_What you need to do_
Using the records below, give again exactly the lines from the line that contains "request.category = Some(TaskCategory::Work);" through the line that contains "assert_eq!(task.priority, direct.priority);", both ends included, and only those.
======== Supplied data
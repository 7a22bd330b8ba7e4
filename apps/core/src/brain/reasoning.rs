//! Human-readable explanation of a classification.

use super::category::TaskCategory;
use super::keywords::matched_keywords;
use super::patterns::PatternSet;
use super::priority::PriorityLevel;

/// Sentiment lines are only emitted beyond this magnitude
const SENTIMENT_REPORT_THRESHOLD: f64 = 0.3;

/// Everything the reasoning lines are rendered from
#[derive(Debug, Clone, Copy)]
pub struct ReasoningInput<'a> {
    pub text: &'a str,
    pub priority: PriorityLevel,
    pub category: TaskCategory,
    pub sentiment: f64,
    pub entities: &'a [String],
    pub time_indicators: &'a [String],
}

/// Renders contributing signals into an ordered explanation
pub struct ReasoningGenerator<'a> {
    patterns: &'a PatternSet,
}

impl<'a> ReasoningGenerator<'a> {
    pub fn new(patterns: &'a PatternSet) -> Self {
        Self { patterns }
    }

    /// Explanation lines in fixed order: priority keywords, time urgency,
    /// sentiment, category keywords, entities. Never empty.
    pub fn generate(&self, input: &ReasoningInput<'_>) -> Vec<String> {
        let mut reasoning = Vec::new();

        let priority_keywords =
            matched_keywords(input.text, &self.patterns.priority.get(input.priority).keywords);
        if !priority_keywords.is_empty() {
            reasoning.push(format!(
                "Priority set to {} based on keywords: {}",
                input.priority,
                priority_keywords.join(", ")
            ));
        }

        if !input.time_indicators.is_empty() {
            reasoning.push(format!(
                "Time urgency detected: {}",
                input.time_indicators.join(", ")
            ));
        }

        if input.sentiment.abs() > SENTIMENT_REPORT_THRESHOLD {
            let tone = if input.sentiment > 0.0 {
                "positive"
            } else {
                "negative"
            };
            reasoning.push(format!(
                "Sentiment analysis: {} (score: {:.2})",
                tone, input.sentiment
            ));
        }

        let category_keywords =
            matched_keywords(input.text, &self.patterns.category.get(input.category).keywords);
        if !category_keywords.is_empty() {
            reasoning.push(format!(
                "Category set to {} based on keywords: {}",
                input.category,
                category_keywords.join(", ")
            ));
        }

        if !input.entities.is_empty() {
            reasoning.push(format!("Entities detected: {}", input.entities.join(", ")));
        }

        if reasoning.is_empty() {
            reasoning.push(format!(
                "Using default priority ({}) and category ({})",
                input.priority, input.category
            ));
        }

        reasoning
    }
}
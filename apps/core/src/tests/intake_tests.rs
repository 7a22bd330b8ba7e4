//! Intake Workflow Tests
//!
//! Request validation, caller overrides and the classified task record.

use crate::brain::{PriorityLevel, TaskCategory};
use crate::error::AppError;
use crate::intake::TaskIntake;
use crate::models::{ClassifiedTask, CreateTaskRequest, TaskStatus};

#[cfg(test)]
mod validation_tests {
    use super::*;

    #[test]
    fn test_title_too_long() {
        let intake = TaskIntake::default();
        let result = intake.classify(CreateTaskRequest::new("a".repeat(201), None));
        assert!(matches!(result, Err(AppError::Validation(_))));

        let result = intake.classify(CreateTaskRequest::new("a".repeat(200), None));
        assert!(result.is_ok());
    }

    #[test]
    fn test_description_too_long() {
        let intake = TaskIntake::default();
        let request = CreateTaskRequest::new("Write notes", Some("x".repeat(5001)));
        let result = intake.classify(request);
        assert!(matches!(result, Err(AppError::Validation(_))));
    }

    #[test]
    fn test_request_from_json() {
        let json = r#"{"title": "Pay rent", "priority": "urgent"}"#;
        let request: CreateTaskRequest = serde_json::from_str(json).unwrap();

        assert_eq!(request.title, "Pay rent");
        assert_eq!(request.description, None);
        assert_eq!(request.priority, Some(PriorityLevel::Urgent));
        assert_eq!(request.category, None);
        assert!(!request.is_fully_classified());
    }

    #[test]
    fn test_unknown_priority_is_rejected() {
        let json = r#"{"title": "Pay rent", "priority": "someday"}"#;
        let result: Result<CreateTaskRequest, _> = serde_json::from_str(json);
        assert!(result.is_err());
    }
}

#[cfg(test)]
mod override_tests {
    use super::*;

    #[test]
    fn test_explicit_priority_overrides_inferred() {
        let intake = TaskIntake::default();
        let mut request = CreateTaskRequest::new("Pay electricity bill", None);
        request.priority = Some(PriorityLevel::Low);

        let task = intake.classify(request).unwrap();

        assert_eq!(task.priority, PriorityLevel::Low);
        assert_eq!(task.category, TaskCategory::Finance);
        assert!(task.confidence.is_some());
        assert_eq!(
            task.reasoning.last().unwrap(),
            "Priority low supplied by caller (inferred medium)"
        );
    }

    #[test]
    fn test_explicit_category_overrides_inferred() {
        let intake = TaskIntake::default();
        let mut request = CreateTaskRequest::new("Book a flight", None);
        request.category = Some(TaskCategory::Work);

        let task = intake.classify(request).unwrap();

        assert_eq!(task.category, TaskCategory::Work);
        assert!(task
            .reasoning
            .contains(&"Category work supplied by caller (inferred travel)".to_string()));
    }

    #[test]
    fn test_analyzer_is_reused() {
        let intake = TaskIntake::default();
        let direct = intake.analyzer().analyze("Buy milk", None);
        let task = intake
            .classify(CreateTaskRequest::new("Buy milk", None))
            .unwrap();

        assert_eq!(task.priority, direct.priority);
        assert_eq!(task.category, direct.category);
        assert_eq!(task.confidence, Some(direct.confidence));
        assert_eq!(task.reasoning, direct.reasoning);
    }
}

#[cfg(test)]
mod record_tests {
    use super::*;

    #[test]
    fn test_ids_are_unique() {
        let intake = TaskIntake::default();
        let first = intake
            .classify(CreateTaskRequest::new("Buy milk", None))
            .unwrap();
        let second = intake
            .classify(CreateTaskRequest::new("Buy milk", None))
            .unwrap();
        assert_ne!(first.id, second.id);
    }

    #[test]
    fn test_task_serialization() {
        let intake = TaskIntake::default();
        let task = intake
            .classify(CreateTaskRequest::new(
                "Buy groceries for dinner",
                Some("Get ingredients".to_string()),
            ))
            .unwrap();

        let value = serde_json::to_value(&task).unwrap();
        assert_eq!(value["category"], "shopping");
        assert_eq!(value["status"], "pending");
        assert_eq!(value["description"], "Get ingredients");
        assert!(value["created_at"].is_string());
        assert!(value["reasoning"].is_array());

        let back: ClassifiedTask = serde_json::from_value(value).unwrap();
        assert_eq!(back.id, task.id);
        assert_eq!(back.status, TaskStatus::Pending);
        assert_eq!(back.category, TaskCategory::Shopping);
    }
}
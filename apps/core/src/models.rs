use chrono::{DateTime, Utc};
use serde::{Deserialize, Serialize};
use uuid::Uuid;
use validator::Validate;

use crate::brain::{PriorityLevel, TaskCategory};

/// Lifecycle state of a task.
#[derive(Debug, Clone, Copy, Default, PartialEq, Eq, Serialize, Deserialize)]
#[serde(rename_all = "snake_case")]
pub enum TaskStatus {
    #[default]
    Pending,
    InProgress,
    Completed,
}

/// Represents a request to create a task, as received from a caller.
#[derive(Debug, Clone, Serialize, Deserialize, Validate)]
pub struct CreateTaskRequest {
    /// The title of the task, 1 to 200 characters. Must not be blank.
    #[validate(length(min = 1, max = 200))]
    pub title: String,
    /// Optional free-text details, at most 5000 characters.
    #[serde(default)]
    #[validate(length(max = 5000))]
    pub description: Option<String>,
    /// Explicit priority; overrides the inferred one when present.
    #[serde(default)]
    pub priority: Option<PriorityLevel>,
    /// Explicit category; overrides the inferred one when present.
    #[serde(default)]
    pub category: Option<TaskCategory>,
}

impl CreateTaskRequest {
    pub fn new(title: impl Into<String>, description: Option<String>) -> Self {
        Self {
            title: title.into(),
            description,
            priority: None,
            category: None,
        }
    }

    /// Whether the caller supplied both classifications, making analysis unnecessary.
    pub fn is_fully_classified(&self) -> bool {
        self.priority.is_some() && self.category.is_some()
    }
}

/// Represents a task ready to hand to the persistence layer.
#[derive(Debug, Clone, Serialize, Deserialize)]
pub struct ClassifiedTask {
    /// The unique identifier for the task (UUID v4).
    pub id: Uuid,
    pub title: String,
    pub description: Option<String>,
    pub status: TaskStatus,
    pub priority: PriorityLevel,
    pub category: TaskCategory,
    /// Analyzer confidence; absent when the caller supplied both classifications.
    pub confidence: Option<f64>,
    /// Explanation of how priority and category were chosen.
    #[serde(default)]
    pub reasoning: Vec<String>,
    /// When the task was classified.
    pub created_at: DateTime<Utc>,
}
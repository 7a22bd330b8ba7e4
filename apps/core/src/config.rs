//! Runtime configuration.
//!
//! Values come from the environment (a `.env` file is read by the binary
//! before this runs). Command-line flags override them afterwards.

use std::env;
use std::path::PathBuf;
use tracing::info;

use crate::brain::{PatternSet, TaskAnalyzer};
use crate::error::AppError;

/// Path to a JSON vocabulary file replacing the built-in one
pub const PATTERNS_ENV: &str = "TASKSENSE_PATTERNS";
/// `tracing` filter directive
pub const LOG_ENV: &str = "TASKSENSE_LOG";
/// Worker threads for batch classification
pub const BATCH_WORKERS_ENV: &str = "TASKSENSE_BATCH_WORKERS";

const DEFAULT_BATCH_WORKERS: usize = 4;
const DEFAULT_LOG_FILTER: &str = "warn";

#[derive(Debug, Clone, PartialEq, Eq)]
pub struct AppConfig {
    pub patterns_path: Option<PathBuf>,
    pub log_filter: Option<String>,
    pub batch_workers: usize,
}

impl Default for AppConfig {
    fn default() -> Self {
        Self {
            patterns_path: None,
            log_filter: None,
            batch_workers: DEFAULT_BATCH_WORKERS,
        }
    }
}

fn non_empty_var(key: &str) -> Option<String> {
    env::var(key)
        .ok()
        .map(|v| v.trim().to_string())
        .filter(|v| !v.is_empty())
}

impl AppConfig {
    /// Read configuration from environment variables
    pub fn from_env() -> Result<Self, AppError> {
        let batch_workers = match non_empty_var(BATCH_WORKERS_ENV) {
            Some(raw) => Self::parse_workers(&raw)?,
            None => DEFAULT_BATCH_WORKERS,
        };

        Ok(Self {
            patterns_path: non_empty_var(PATTERNS_ENV).map(PathBuf::from),
            log_filter: non_empty_var(LOG_ENV),
            batch_workers,
        })
    }

    /// Parse a worker count; zero is rejected
    pub fn parse_workers(raw: &str) -> Result<usize, AppError> {
        let workers: usize = raw.parse()?;
        if workers == 0 {
            return Err(AppError::Config(format!(
                "{} must be at least 1",
                BATCH_WORKERS_ENV
            )));
        }
        Ok(workers)
    }

    /// Filter directive for the log subscriber: explicit setting, then `RUST_LOG`, then `warn`
    pub fn effective_log_filter(&self) -> String {
        self.log_filter
            .clone()
            .or_else(|| non_empty_var("RUST_LOG"))
            .unwrap_or_else(|| DEFAULT_LOG_FILTER.to_string())
    }

    /// Build the analyzer this configuration describes
    pub fn build_analyzer(&self) -> Result<TaskAnalyzer, AppError> {
        match &self.patterns_path {
            Some(path) => Ok(TaskAnalyzer::with_patterns(PatternSet::load(path)?)),
            None => {
                info!("Using built-in vocabulary");
                Ok(TaskAnalyzer::new())
            }
        }
    }
}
================
_Response area_
        request.category = Some(TaskCategory::Work);

        let task = intake.classify(request).unwrap();

        assert_eq!(task.category, TaskCategory::Work);
        assert!(task
            .reasoning
            .contains(&"Category work supplied by caller (inferred travel)".to_string()));
    }

    #[test]
    fn test_analyzer_is_reused() {
        let intake = TaskIntake::default();
        let direct = intake.analyzer().analyze("Buy milk", None);
        let task = intake
            .classify(CreateTaskRequest::new("Buy milk", None))
            .unwrap();

        assert_eq!(task.priority, direct.priority);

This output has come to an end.